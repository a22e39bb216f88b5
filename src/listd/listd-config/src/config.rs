/*
 * vSMTP mail transfer agent
 * Copyright (C) 2022 viridIT SAS
 *
 * This program is free software: you can redistribute it and/or modify it under
 * the terms of the GNU General Public License as published by the Free Software
 * Foundation, either version 3 of the License, or any later version.
 *
 * This program is distributed in the hope that it will be useful, but WITHOUT
 * ANY WARRANTY; without even the implied warranty of MERCHANTABILITY or FITNESS
 * FOR A PARTICULAR PURPOSE.  See the GNU General Public License for more details.
 *
 * You should have received a copy of the GNU General Public License along with
 * this program. If not, see https://www.gnu.org/licenses/.
 *
*/

/// This structure contains all the field to configure the runners and the tools.
///
/// This structure will be loaded from a configuration file `-c, --config`
/// argument of the programs. See [`crate::Config::from_toml`].
///
/// All field are optional and defaulted if missing.
///
/// You can also use the builder [`Config::builder`] to create an instance
/// programmatically.
#[derive(Debug, Clone, PartialEq, Eq, serde::Serialize, serde::Deserialize)]
#[serde(deny_unknown_fields)]
pub struct Config {
    /// listd's version requirement to parse this configuration file.
    pub version_requirement: semver::VersionReq,
    /// see [`field::FieldServer`]
    #[serde(default)]
    pub server: field::FieldServer,
}

/// The inner field of the listd's configuration.
#[allow(clippy::module_name_repetitions)]
pub mod field {
    use listd_common::RunnerKind;

    /// This structure contains all the field to configure the site.
    #[derive(Debug, Clone, PartialEq, Eq, serde::Deserialize, serde::Serialize)]
    #[serde(deny_unknown_fields)]
    pub struct FieldServer {
        /// Name of the site.
        ///
        /// Used as the host of the lists created without one and in the
        /// `Message-ID` of the generated messages.
        #[serde(default = "FieldServer::hostname")]
        pub name: String,
        /// Directory of the runtime data (bounce events spool, ...).
        #[serde(default = "FieldServer::default_data_dir")]
        pub data_dir: std::path::PathBuf,
        /// see [`FieldServerLogs`]
        #[serde(default)]
        pub logs: FieldServerLogs,
        /// see [`FieldServerQueues`]
        #[serde(default)]
        pub queues: FieldServerQueues,
        /// see [`FieldServerRunner`]
        #[serde(default)]
        pub runner: FieldServerRunner,
        /// Runner processes started by the master.
        #[serde(default = "FieldServer::default_runners")]
        pub runners: Vec<FieldRunner>,
        /// see [`FieldServerLists`]
        #[serde(default)]
        pub lists: FieldServerLists,
        /// see [`FieldServerDelivery`]
        #[serde(default)]
        pub delivery: FieldServerDelivery,
        /// see [`FieldServerBounce`]
        #[serde(default)]
        pub bounce: FieldServerBounce,
        /// see [`FieldServerPending`]
        #[serde(default)]
        pub pending: FieldServerPending,
        /// see [`FieldServerDigest`]
        #[serde(default)]
        pub digest: FieldServerDigest,
        /// see [`FieldServerArchive`]
        #[serde(default)]
        pub archive: FieldServerArchive,
        /// see [`FieldServerMaster`]
        #[serde(default)]
        pub master: FieldServerMaster,
    }

    /// The field related to the logs.
    #[derive(Debug, Clone, PartialEq, Eq, serde::Deserialize, serde::Serialize)]
    #[serde(deny_unknown_fields)]
    pub struct FieldServerLogs {
        /// Filepath of the logs, shared by every process.
        #[serde(default = "FieldServerLogs::default_filename")]
        pub filename: std::path::PathBuf,
        /// Customize the log level of the different part of the program.
        ///
        /// See <https://docs.rs/tracing-subscriber/0.3.15/tracing_subscriber/filter/struct.EnvFilter.html>
        #[serde(
            default = "FieldServerLogs::default_level",
            serialize_with = "crate::parser::tracing_directive::serialize",
            deserialize_with = "crate::parser::tracing_directive::deserialize"
        )]
        pub level: Vec<tracing_subscriber::filter::Directive>,
        /// see [`FieldServerLogSystem`]
        pub system: Option<FieldServerLogSystem>,
    }

    ///
    #[derive(
        Debug,
        Default,
        Copy,
        Clone,
        PartialEq,
        Eq,
        strum::Display,
        strum::EnumString,
        serde_with::DeserializeFromStr,
        serde_with::SerializeDisplay,
    )]
    pub enum SyslogFormat {
        ///
        #[default]
        #[strum(serialize = "3164")]
        Rfc3164,
        ///
        #[strum(serialize = "5424")]
        Rfc5424,
    }

    /// Configure how the logs are sent to the system log.
    #[derive(Debug, Clone, PartialEq, Eq, serde::Deserialize, serde::Serialize)]
    #[serde(deny_unknown_fields, tag = "type", rename_all = "lowercase")]
    pub enum SyslogSocket {
        /// Send logs using udp.
        Udp {
            /// Local address for the UDP stream.
            #[serde(default = "SyslogSocket::default_udp_local")]
            local: std::net::SocketAddr,
            /// Remote address for the UDP stream.
            #[serde(default = "SyslogSocket::default_udp_server")]
            server: std::net::SocketAddr,
        },
        /// Send logs using tcp.
        Tcp {
            ///
            #[serde(default = "SyslogSocket::default_tcp_server")]
            server: std::net::SocketAddr,
        },
        /// Send logs using a unix socket with a custom path.
        Unix {
            /// Path to the unix socket.
            path: Option<std::path::PathBuf>,
        },
    }

    /// The configuration of the `system logging module`.
    ///
    /// The implementation is backended for `syslogd` or `journald`.
    #[serde_with::serde_as]
    #[derive(Debug, Clone, PartialEq, Eq, serde::Deserialize, serde::Serialize, strum::Display)]
    #[serde(deny_unknown_fields, tag = "backend", rename_all = "lowercase")]
    pub enum FieldServerLogSystem {
        /// Parameters for the `syslogd` backend.
        Syslogd {
            ///
            #[serde_as(as = "serde_with::DisplayFromStr")]
            level: tracing::Level,
            ///
            #[serde(default)]
            format: SyslogFormat,
            ///
            #[serde(default)]
            socket: SyslogSocket,
        },
        ///
        Journald {
            ///
            #[serde_as(as = "serde_with::DisplayFromStr")]
            level: tracing::Level,
        },
    }

    /// The configuration of the spool.
    #[derive(Debug, Clone, PartialEq, Eq, serde::Deserialize, serde::Serialize)]
    #[serde(deny_unknown_fields)]
    pub struct FieldServerQueues {
        /// Path of the spool folder.
        ///
        /// ```shell
        /// $> tree -L 1 /var/spool/listd
        /// /var/spool/listd
        /// ├── archive      # messages to append to the archives
        /// ├── bad          # quarantined entries (.psv)
        /// ├── bounces      # bounce notifications
        /// ├── in           # posts waiting for the pipeline
        /// ├── out          # messages ready for delivery
        /// ├── retry        # temporary delivery failures
        /// ├── shunt        # entries whose processing failed
        /// └── virgin       # internally generated messages
        /// ```
        #[serde(default = "FieldServerQueues::default_dirpath")]
        pub dirpath: std::path::PathBuf,
        /// Number of attempts to take the lock of an entry before skipping it.
        #[serde(default = "FieldServerQueues::default_dequeue_lock_retries")]
        pub dequeue_lock_retries: u32,
        /// Sleep between two attempts to take the lock of an entry.
        #[serde(with = "humantime_serde")]
        #[serde(default = "FieldServerQueues::default_dequeue_lock_sleep")]
        pub dequeue_lock_sleep: std::time::Duration,
        /// Age after which a lock file is considered abandoned.
        #[serde(with = "humantime_serde")]
        #[serde(default = "FieldServerQueues::default_lock_lifetime")]
        pub lock_lifetime: std::time::Duration,
        /// Entries found in process at startup and older than this are quarantined.
        #[serde(with = "humantime_serde")]
        #[serde(default = "FieldServerQueues::default_max_item_lifetime")]
        pub max_item_lifetime: std::time::Duration,
    }

    /// The behavior of the runner loop.
    #[derive(Debug, Clone, PartialEq, Eq, serde::Deserialize, serde::Serialize)]
    #[serde(deny_unknown_fields)]
    pub struct FieldServerRunner {
        /// First sleep when the queue is idle.
        #[serde(with = "humantime_serde")]
        #[serde(default = "FieldServerRunner::default_sleep_min")]
        pub sleep_min: std::time::Duration,
        /// The idle sleep doubles up to this value, a pass is forced after it.
        #[serde(with = "humantime_serde")]
        #[serde(default = "FieldServerRunner::default_sleep_max")]
        pub sleep_max: std::time::Duration,
        /// Number of errors stopping the runner ...
        #[serde(default = "FieldServerRunner::default_breaker_errors")]
        pub breaker_errors: usize,
        /// ... within this window.
        #[serde(with = "humantime_serde")]
        #[serde(default = "FieldServerRunner::default_breaker_window")]
        pub breaker_window: std::time::Duration,
    }

    /// One runner kind started by the master.
    #[derive(Debug, Clone, PartialEq, Eq, serde::Deserialize, serde::Serialize)]
    #[serde(deny_unknown_fields)]
    pub struct FieldRunner {
        /// the kind of runner.
        pub kind: RunnerKind,
        /// Number of processes sharing the queue, by hash slices.
        #[serde(default = "FieldRunner::default_slices")]
        pub slices: u32,
    }

    /// Storage of the lists.
    #[derive(Debug, Clone, PartialEq, Eq, serde::Deserialize, serde::Serialize)]
    #[serde(deny_unknown_fields)]
    pub struct FieldServerLists {
        /// One sub directory per list.
        #[serde(default = "FieldServerLists::default_dirpath")]
        pub dirpath: std::path::PathBuf,
        /// Maximum wait to acquire a list lock.
        #[serde(with = "humantime_serde")]
        #[serde(default = "FieldServerLists::default_lock_timeout")]
        pub lock_timeout: std::time::Duration,
        /// Age after which a list lock is considered abandoned.
        #[serde(with = "humantime_serde")]
        #[serde(default = "FieldServerLists::default_lock_lifetime")]
        pub lock_lifetime: std::time::Duration,
    }

    /// How the messages leave the site.
    #[derive(Debug, Clone, PartialEq, Eq, serde::Deserialize, serde::Serialize)]
    #[serde(deny_unknown_fields, tag = "type", rename_all = "lowercase")]
    pub enum DeliveryTransport {
        /// Pipe the messages to a sendmail compatible program.
        Sendmail {
            /// Path of the program.
            #[serde(default = "DeliveryTransport::default_sendmail_path")]
            path: std::path::PathBuf,
            /// Extra arguments given before the envelope.
            #[serde(default)]
            args: Vec<String>,
        },
        /// Write one file per envelope in a directory.
        Directory {
            /// The output directory.
            dirpath: std::path::PathBuf,
        },
    }

    /// The delivery of the messages.
    #[derive(Debug, Clone, PartialEq, Eq, serde::Deserialize, serde::Serialize)]
    #[serde(deny_unknown_fields)]
    pub struct FieldServerDelivery {
        /// see [`DeliveryTransport`]
        #[serde(default)]
        pub transport: DeliveryTransport,
        /// Delay before retrying a temporary failure.
        #[serde(with = "humantime_serde")]
        #[serde(default = "FieldServerDelivery::default_retry_wait")]
        pub retry_wait: std::time::Duration,
        /// Temporary failures are retried during this period.
        #[serde(with = "humantime_serde")]
        #[serde(default = "FieldServerDelivery::default_retry_period")]
        pub retry_period: std::time::Duration,
        /// Maximum number of recipients in one envelope.
        #[serde(default = "FieldServerDelivery::default_max_recipients")]
        pub max_recipients: usize,
        /// Deliver every post with one envelope per recipient.
        #[serde(default)]
        pub verp: bool,
    }

    /// The bounce processing.
    #[derive(Debug, Clone, PartialEq, Eq, serde::Deserialize, serde::Serialize)]
    #[serde(deny_unknown_fields)]
    pub struct FieldServerBounce {
        /// Period of registration of the bounce events.
        #[serde(with = "humantime_serde")]
        #[serde(default = "FieldServerBounce::default_register_every")]
        pub register_every: std::time::Duration,
        /// Send a probe instead of disabling the member when the threshold is reached.
        #[serde(default)]
        pub verp_probes: bool,
        /// Period of the check of the disabled members for pending notices.
        #[serde(with = "humantime_serde")]
        #[serde(default = "FieldServerBounce::default_disabled_check_every")]
        pub disabled_check_every: std::time::Duration,
    }

    /// The pending confirmations.
    #[derive(Debug, Clone, PartialEq, Eq, serde::Deserialize, serde::Serialize)]
    #[serde(deny_unknown_fields)]
    pub struct FieldServerPending {
        /// Lifetime of a pending confirmation.
        #[serde(with = "humantime_serde")]
        #[serde(default = "FieldServerPending::default_lifetime")]
        pub lifetime: std::time::Duration,
    }

    /// The digests.
    #[derive(Debug, Clone, PartialEq, Eq, serde::Deserialize, serde::Serialize)]
    #[serde(deny_unknown_fields)]
    pub struct FieldServerDigest {
        /// Headers kept for each message of the plain text digest.
        #[serde(default = "FieldServerDigest::default_plain_kept_headers")]
        pub plain_kept_headers: Vec<String>,
        /// Period of the send of the pending digests by the virgin runner,
        /// for the lists asking for it. Disabled if missing.
        #[serde(default, with = "humantime_serde")]
        pub send_every: Option<std::time::Duration>,
    }

    /// The archives.
    #[derive(Debug, Clone, PartialEq, Eq, serde::Deserialize, serde::Serialize)]
    #[serde(deny_unknown_fields)]
    pub struct FieldServerArchive {
        /// Directory of the mailboxes, one `<list>.mbox` per list.
        #[serde(default = "FieldServerArchive::default_dirpath")]
        pub dirpath: std::path::PathBuf,
        /// Shell command receiving each archived message on its standard input.
        ///
        /// `{listname}` is replaced by the name of the list.
        pub external_command: Option<String>,
    }

    /// The master process.
    #[derive(Debug, Clone, PartialEq, Eq, serde::Deserialize, serde::Serialize)]
    #[serde(deny_unknown_fields)]
    pub struct FieldServerMaster {
        /// Number of restarts of a failing runner before giving up on it.
        #[serde(default = "FieldServerMaster::default_max_restarts")]
        pub max_restarts: u32,
    }
}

════════════════════

[WORK REQUIRED]
Restate, word for word and with nothing added, the lines from the beginning of the records above through the line that contains "MERCHANTABILITY or FITNESS".

[ANSWER FOR THIS EXERCISE]
repository a22e39bb216f88b5
filename src/listd/listd-config/src/config.rs
/*
 * vSMTP mail transfer agent
 * Copyright (C) 2022 viridIT SAS
 *
 * This program is free software: you can redistribute it and/or modify it under
 * the terms of the GNU General Public License as published by the Free Software
 * Foundation, either version 3 of the License, or any later version.
 *
 * This program is distributed in the hope that it will be useful, but WITHOUT
 * ANY WARRANTY; without even the implied warranty of MERCHANTABILITY or FITNESS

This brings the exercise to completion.